11 - SPINELLI ALTIERO. (Rome 1907 - 1986). Pendant le fascisme, de 1929 à 1942, il fut emprisonné car leader des jeunesse communistes. En 1942 il rédigea avec Ernesto Rossi le "Manifeste de Ventotene", dans lequel on affirme que seule une Europe fédérale pourra liquider le retour des guerres fratricides sur le continent européen et lui rendre un rôle mondial. A la fin de la guerre, il fonda avec Rossi, Eugenio Colorni et d'autres, le Mouvement Fédéraliste Européen. Après la crise de la Communauté Européenne de Défense (1956) il devint membre de la Commission Europe, suivant de ce poste d'observation et critiquant l'évolution des structures communautaires. En 1979 il fut élu au Parlement Européen dans les listes du Parti Communiste italien (PCI), devenant l'esprit directif dans la réalisation du projet de traité adopté par ce Parlement en 1984 et connu précisément comme le "Projet Spinelli".

12 - CGIL. Sigle de la Confédération Générale Italienne du Travail. Fondée en 1906 par des socialistes réformistes, actuellement expression surtout des forces communistes et socialistes, dont (surtout du Parti communiste) elle fut "la courroie de transmission" dans le monde du travail, où elle est encore fortement majoritaire. Parmi ses exposants les plus prestigieux, Giuseppe Di Vittorio, Luciano Lama, Silvio Trentin, Ottaviano Del Turco, etc.

13 - UIL. Union Italienne du Travail. Syndicat national d'inspiration socialiste.
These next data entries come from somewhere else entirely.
use anyhow::Result;

mod common;
use common::create_test_buffer_pool;

use rookdb::storage::buffer::BufferPoolError;

#[test]
fn test_new_page() -> Result<()> {
    let (buffer_pool, _temp_file) = create_test_buffer_pool(10)?;

    // Create a new page; a standalone instance allocates 0, 1, 2, ...
    let (page, page_id) = buffer_pool.new_page()?;
    assert_eq!(page_id, 0);

    // Check that the page can be accessed and starts zeroed
    {
        let page_guard = page.read();
        assert_eq!(page_guard.page_id, page_id);
        assert!(page_guard.data.iter().all(|&b| b == 0));
    }

    buffer_pool.unpin_page(page_id, false)?;

    Ok(())
}

#[test]
fn test_page_ids_are_monotonic() -> Result<()> {
    let (buffer_pool, _temp_file) = create_test_buffer_pool(10)?;

    for expected in 0..5 {
        let (_, page_id) = buffer_pool.new_page()?;
        assert_eq!(page_id, expected);
        buffer_pool.unpin_page(page_id, false)?;
    }

    Ok(())
}

#[test]
fn test_fetch_page() -> Result<()> {
    let (buffer_pool, _temp_file) = create_test_buffer_pool(10)?;

    let (_, page_id) = buffer_pool.new_page()?;
    buffer_pool.unpin_page(page_id, false)?;

    let fetched_page = buffer_pool.fetch_page(page_id)?;
    {
        let page_guard = fetched_page.read();
        assert_eq!(page_guard.page_id, page_id);
    }

    buffer_pool.unpin_page(page_id, false)?;

    Ok(())
}

#[test]
fn test_page_modification_survives_eviction() -> Result<()> {
    // Pool of 3 so creating more pages forces eviction
    let (buffer_pool, _temp_file) = create_test_buffer_pool(3)?;

    let (page, page_id) = buffer_pool.new_page()?;
    {
        let mut page_guard = page.write();
        let test_data = b"Test Data";
        page_guard.data[100..100 + test_data.len()].copy_from_slice(test_data);
    }
    buffer_pool.unpin_page(page_id, true)?;

    // Push the dirty page out of the pool
    for _ in 0..3 {
        let (_, other_id) = buffer_pool.new_page()?;
        buffer_pool.unpin_page(other_id, false)?;
    }
    assert!(!buffer_pool.contains_page(page_id));

    // The write-back happened under the old page id; a fetch reads it back
    let fetched_page = buffer_pool.fetch_page(page_id)?;
    {
        let page_guard = fetched_page.read();
        let test_data = b"Test Data";
        assert_eq!(&page_guard.data[100..100 + test_data.len()], test_data);
    }
    buffer_pool.unpin_page(page_id, false)?;

    Ok(())
}

#[test]
fn test_pool_exhaustion_and_retry() -> Result<()> {
    let (buffer_pool, _temp_file) = create_test_buffer_pool(2)?;

    let (_, first_id) = buffer_pool.new_page()?;
    let (_, _second_id) = buffer_pool.new_page()?;

    // Every frame is pinned now
    let third = buffer_pool.new_page();
    assert!(matches!(third, Err(BufferPoolError::PoolExhausted)));

    // Releasing one pin makes the retry succeed
    buffer_pool.unpin_page(first_id, false)?;
    let (_, third_id) = buffer_pool.new_page()?;
    buffer_pool.unpin_page(third_id, false)?;

    Ok(())
}

#[test]
fn test_lru_eviction_order() -> Result<()> {
    let (buffer_pool, _temp_file) = create_test_buffer_pool(3)?;

    // Unpin in the order a, b, c; a becomes the coldest candidate
    let (_, a) = buffer_pool.new_page()?;
    let (_, b) = buffer_pool.new_page()?;
    let (_, c) = buffer_pool.new_page()?;
    buffer_pool.unpin_page(a, false)?;
    buffer_pool.unpin_page(b, false)?;
    buffer_pool.unpin_page(c, false)?;

    let (_, d) = buffer_pool.new_page()?;

    // The new page reused a's frame; b and c are still resident
    assert!(!buffer_pool.contains_page(a));
    assert!(buffer_pool.contains_page(b));
    assert!(buffer_pool.contains_page(c));
    assert!(buffer_pool.contains_page(d));

    buffer_pool.unpin_page(d, false)?;

    Ok(())
}

#[test]
fn test_fetch_refreshes_lru_position() -> Result<()> {
    let (buffer_pool, _temp_file) = create_test_buffer_pool(3)?;

    let (_, a) = buffer_pool.new_page()?;
    let (_, b) = buffer_pool.new_page()?;
    let (_, c) = buffer_pool.new_page()?;
    buffer_pool.unpin_page(a, false)?;
    buffer_pool.unpin_page(b, false)?;
    buffer_pool.unpin_page(c, false)?;

    // Touch a again; b becomes the coldest
    buffer_pool.fetch_page(a)?;
    buffer_pool.unpin_page(a, false)?;

    let (_, d) = buffer_pool.new_page()?;

    assert!(buffer_pool.contains_page(a));
    assert!(!buffer_pool.contains_page(b));
    assert!(buffer_pool.contains_page(c));

    buffer_pool.unpin_page(d, false)?;

    Ok(())
}

#[test]
fn test_unpin_errors() -> Result<()> {
    let (buffer_pool, _temp_file) = create_test_buffer_pool(10)?;

    // Unpinning a page that is not resident fails
    let missing = buffer_pool.unpin_page(42, false);
    assert!(matches!(missing, Err(BufferPoolError::PageNotFound(42))));

    // Unpinning below zero is a caller bug
    let (_, page_id) = buffer_pool.new_page()?;
    buffer_pool.unpin_page(page_id, false)?;
    let double = buffer_pool.unpin_page(page_id, false);
    assert!(matches!(double, Err(BufferPoolError::PageNotPinned(_))));

    Ok(())
}

#[test]
fn test_pin_count_round_trip() -> Result<()> {
    let (buffer_pool, _temp_file) = create_test_buffer_pool(10)?;

    let (_, page_id) = buffer_pool.new_page()?;

    // Two extra pins, three unpins total
    buffer_pool.fetch_page(page_id)?;
    buffer_pool.fetch_page(page_id)?;
    buffer_pool.unpin_page(page_id, false)?;
    buffer_pool.unpin_page(page_id, false)?;
    buffer_pool.unpin_page(page_id, false)?;

    // Pin count is zero again; a fourth unpin fails
    let extra = buffer_pool.unpin_page(page_id, false);
    assert!(matches!(extra, Err(BufferPoolError::PageNotPinned(_))));

    Ok(())
}

#[test]
fn test_flush_page() -> Result<()> {
    let (buffer_pool, _temp_file) = create_test_buffer_pool(10)?;

    let (page, page_id) = buffer_pool.new_page()?;
    {
        let mut page_guard = page.write();
        let test_data = b"Test Data For Flushing";
        page_guard.data[100..100 + test_data.len()].copy_from_slice(test_data);
    }
    buffer_pool.unpin_page(page_id, true)?;

    buffer_pool.flush_page(page_id)?;

    let fetched_page = buffer_pool.fetch_page(page_id)?;
    {
        let page_guard = fetched_page.read();
        let test_data = b"Test Data For Flushing";
        assert_eq!(&page_guard.data[100..100 + test_data.len()], test_data);
    }
    buffer_pool.unpin_page(page_id, false)?;

    // Flushing a page that is not resident fails
    let missing = buffer_pool.flush_page(999);
    assert!(matches!(missing, Err(BufferPoolError::PageNotFound(999))));

    Ok(())
}

#[test]
fn test_flush_all_pages() -> Result<()> {
    let (buffer_pool, _temp_file) = create_test_buffer_pool(10)?;

    let mut page_ids = Vec::new();
    for i in 0..5 {
        let (page, page_id) = buffer_pool.new_page()?;
        {
            let mut page_guard = page.write();
            let test_data = format!("Test Data {}", i).into_bytes();
            page_guard.data[100..100 + test_data.len()].copy_from_slice(&test_data);
        }
        buffer_pool.unpin_page(page_id, true)?;
        page_ids.push(page_id);
    }

    buffer_pool.flush_all_pages()?;

    for (i, &page_id) in page_ids.iter().enumerate() {
        let fetched_page = buffer_pool.fetch_page(page_id)?;
        {
            let page_guard = fetched_page.read();
            let expected_data = format!("Test Data {}", i).into_bytes();
            assert_eq!(
                &page_guard.data[100..100 + expected_data.len()],
                expected_data.as_slice()
            );
        }
        buffer_pool.unpin_page(page_id, false)?;
    }

    Ok(())
}

#[test]
fn test_delete_page_is_idempotent() -> Result<()> {
    let (buffer_pool, _temp_file) = create_test_buffer_pool(10)?;

    let (_, page_id) = buffer_pool.new_page()?;
    buffer_pool.unpin_page(page_id, false)?;

    buffer_pool.delete_page(page_id)?;
    assert!(!buffer_pool.contains_page(page_id));

    // The second delete is vacuous and also succeeds
    buffer_pool.delete_page(page_id)?;

    // The freed frame is reusable
    let (_, new_page_id) = buffer_pool.new_page()?;
    buffer_pool.unpin_page(new_page_id, false)?;

    Ok(())
}

#[test]
fn test_delete_pinned_page_fails() -> Result<()> {
    let (buffer_pool, _temp_file) = create_test_buffer_pool(10)?;

    let (_, page_id) = buffer_pool.new_page()?;

    let result = buffer_pool.delete_page(page_id);
    assert!(matches!(result, Err(BufferPoolError::PagePinned(_))));

    // Still resident and still usable after the failed delete
    assert!(buffer_pool.contains_page(page_id));
    buffer_pool.unpin_page(page_id, false)?;
    buffer_pool.delete_page(page_id)?;

    Ok(())
}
Pour son importance numérique il s'agit du troisième syndicat après la CGIL et la CISL. A l'origine, c'était l'union des petits syndicats même "jaunes" et peu représentatifs, puis il a évolué et il a grandi au fur et à mesure, intellectuellement aussi.

14 - USL. Unité Sanitaire Locale, la plus petite unité administrative et opérationnelle, territoriale, dans lequel est subdivisé le Service national de santé.